Here's to being free
La la la laaa la la
Zorro's back.
This 1975 version takes the Zorro story from California and transports it to some generic tropical Latin American locale. The skies are blue, the nights are humid, the aristocrats and their servants are baroque and bewigged, the people are enslaved, and, yes, Zorro is back. Indeed, the sequence showing his arrival is splendid: in the middle of a scene taken directly from the 1920 Douglas Fairbanks movie, in which a priest is whipped for allegedly selling underweight goods, parallel edits show the dark figure of the masked avenger gradually coming into focus silhouetted against the azure sky. "Enough!" he declaims. "I want to show you what justice is."
Power is ever more centrally at issue in this version of the story. Power and its disguises. For here Zorro is the outcome of a double disguise: Alain Delon's character, Don Diego, whose real origin and role are murky, first stands in for the governor Miguel de la Serna, murdered at the outset by the dastardly Colonel Huerta, before he subsequently also transforms himself into the bandit with a conscience.
Don Diego therefore impersonates both legitimate power (as his Excellency the governor) and illegitimate counter-power (as the masked brigand). In both roles, however, he is restrained from violence by his promise to the dying de la Serna, in which he swore to uphold the good governor's ideals.

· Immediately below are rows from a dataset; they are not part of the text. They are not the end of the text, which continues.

//! Metrics collection for observability
//!
//! This module provides Prometheus metrics for monitoring the ledger.
//!
//! # Metrics
//!
//! - `wallet_ledger_wallets_created_total` - Total number of wallets created
//! - `wallet_ledger_transfers_total` - Total number of committed transfers
//! - `wallet_ledger_transfers_rejected_total` - Rejected transfers by reason
//! - `wallet_ledger_transfer_duration_seconds` - Histogram of transfer latencies

use prometheus::{
    Encoder, Histogram, HistogramOpts, IntCounter, IntCounterVec, Opts, Registry, TextEncoder,
};
use std::sync::Arc;

/// Metrics collector
#[derive(Clone)]
pub struct Metrics {
    /// Total wallets created
    pub wallets_created: IntCounter,

    /// Total committed transfers
    pub transfers_total: IntCounter,

    /// Rejected transfers, labelled by reason
    pub transfers_rejected: IntCounterVec,

    /// Transfer duration histogram
    pub transfer_duration: Histogram,

    /// Prometheus registry
    pub registry: Arc<Registry>,
}

impl std::fmt::Debug for Metrics {
    fn fmt(&self, f: &mut std::fmt::Formatter<'_>) -> std::fmt::Result {
        f.debug_struct("Metrics")
            .field("wallets_created", &self.wallets_created.get())
            .field("transfers_total", &self.transfers_total.get())
            .finish()
    }
}

impl Metrics {
    /// Create new metrics collector with its own registry
    pub fn new() -> prometheus::Result<Self> {
        let registry = Arc::new(Registry::new());

        let wallets_created = IntCounter::new(
            "wallet_ledger_wallets_created_total",
            "Total number of wallets created",
        )?;
        registry.register(Box::new(wallets_created.clone()))?;

        let transfers_total = IntCounter::new(
            "wallet_ledger_transfers_total",
            "Total number of committed transfers",
        )?;
        registry.register(Box::new(transfers_total.clone()))?;

        let transfers_rejected = IntCounterVec::new(
            Opts::new(
                "wallet_ledger_transfers_rejected_total",
                "Total number of rejected transfers",
            ),
            &["reason"],
        )?;
        registry.register(Box::new(transfers_rejected.clone()))?;

        let transfer_duration = Histogram::with_opts(
            HistogramOpts::new(
                "wallet_ledger_transfer_duration_seconds",
                "Histogram of transfer latencies",
            )
            .buckets(vec![0.001, 0.005, 0.010, 0.025, 0.050, 0.100, 0.250, 0.500, 1.0]),
        )?;
        registry.register(Box::new(transfer_duration.clone()))?;

        Ok(Self {
            wallets_created,
            transfers_total,
            transfers_rejected,
            transfer_duration,
            registry,
        })
    }

    /// Record wallet creation
    pub fn record_wallet_created(&self) {
        self.wallets_created.inc();
    }

    /// Record committed transfer
    pub fn record_transfer(&self, duration_seconds: f64) {
        self.transfers_total.inc();
        self.transfer_duration.observe(duration_seconds);
    }

    /// Record rejected transfer
    pub fn record_transfer_rejected(&self, reason: &str) {
        self.transfers_rejected.with_label_values(&[reason]).inc();
    }

    /// Get metrics registry
    pub fn registry(&self) -> &Registry {
        &self.registry
    }

    /// Render all metrics in the Prometheus text exposition format
    pub fn gather_text(&self) -> prometheus::Result<String> {
        let mut buffer = Vec::new();
        TextEncoder::new().encode(&self.registry.gather(), &mut buffer)?;
        String::from_utf8(buffer).map_err(|e| prometheus::Error::Msg(e.to_string()))
    }
}

#[cfg(test)]
mod tests {
    use super::*;

    #[test]
    fn test_metrics_creation() {
        let metrics = Metrics::new().unwrap();
        assert_eq!(metrics.wallets_created.get(), 0);
        assert_eq!(metrics.transfers_total.get(), 0);

        // Independent registries never collide
        let other = Metrics::new().unwrap();
        other.record_wallet_created();
        assert_eq!(metrics.wallets_created.get(), 0);
    }

    #[test]
    fn test_record_transfer() {
        let metrics = Metrics::new().unwrap();
        metrics.record_transfer(0.002);
        metrics.record_transfer(0.004);
        assert_eq!(metrics.transfers_total.get(), 2);
        assert_eq!(metrics.transfer_duration.get_sample_count(), 2);
    }

    #[test]
    fn test_record_rejections_by_reason() {
        let metrics = Metrics::new().unwrap();
        metrics.record_transfer_rejected("insufficient_funds");
        metrics.record_transfer_rejected("insufficient_funds");
        metrics.record_transfer_rejected("same_wallet");

        assert_eq!(
            metrics
                .transfers_rejected
                .with_label_values(&["insufficient_funds"])
                .get(),
            2
        );
        assert_eq!(
            metrics.transfers_rejected.with_label_values(&["same_wallet"]).get(),
            1
        );
    }

    #[test]
    fn test_gather_text() {
        let metrics = Metrics::new().unwrap();
        metrics.record_wallet_created();
        let text = metrics.gather_text().unwrap();
        assert!(text.contains("wallet_ledger_wallets_created_total 1"));
    }
}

Only in the climactic final scene, in which Huerta cold-bloodedly kills the (same) priest, Brother Francisco, to avert a social revolution, does Zorro feel that he is released from that promise. Huerta is duly despatched, albeit after a protracted fight sequence.
Then, in marked contrast with Tyrone Power's incarnation, Zorro rides off into the distance, leaving behind even his love interest, the fair (if somewhat ornery) Contessina Ortensia Pulido.
This is, in short, a much less territorialized Zorro than either the 1920 or (particularly) the 1940 outings.
The fictional territory in which the action takes place is named either Nueva Aragon or Nuova Aragona: the movie is uncertain even as to its linguistic affiliations, and is dubbed into English from what could quite possibly have been a Babelic confusion of languages used on set. The colonial outpost depicted is an (almost) any-space-whatever of 70s exoticism: it might as well be Mozambique or Tangiers. (The very similar Burn! was in fact shifted during production from the Spanish Empire to the Portuguese.) What's important about the locale is that almost everything is out of place. This is a faux-European society imposed on the barren land of the Third World.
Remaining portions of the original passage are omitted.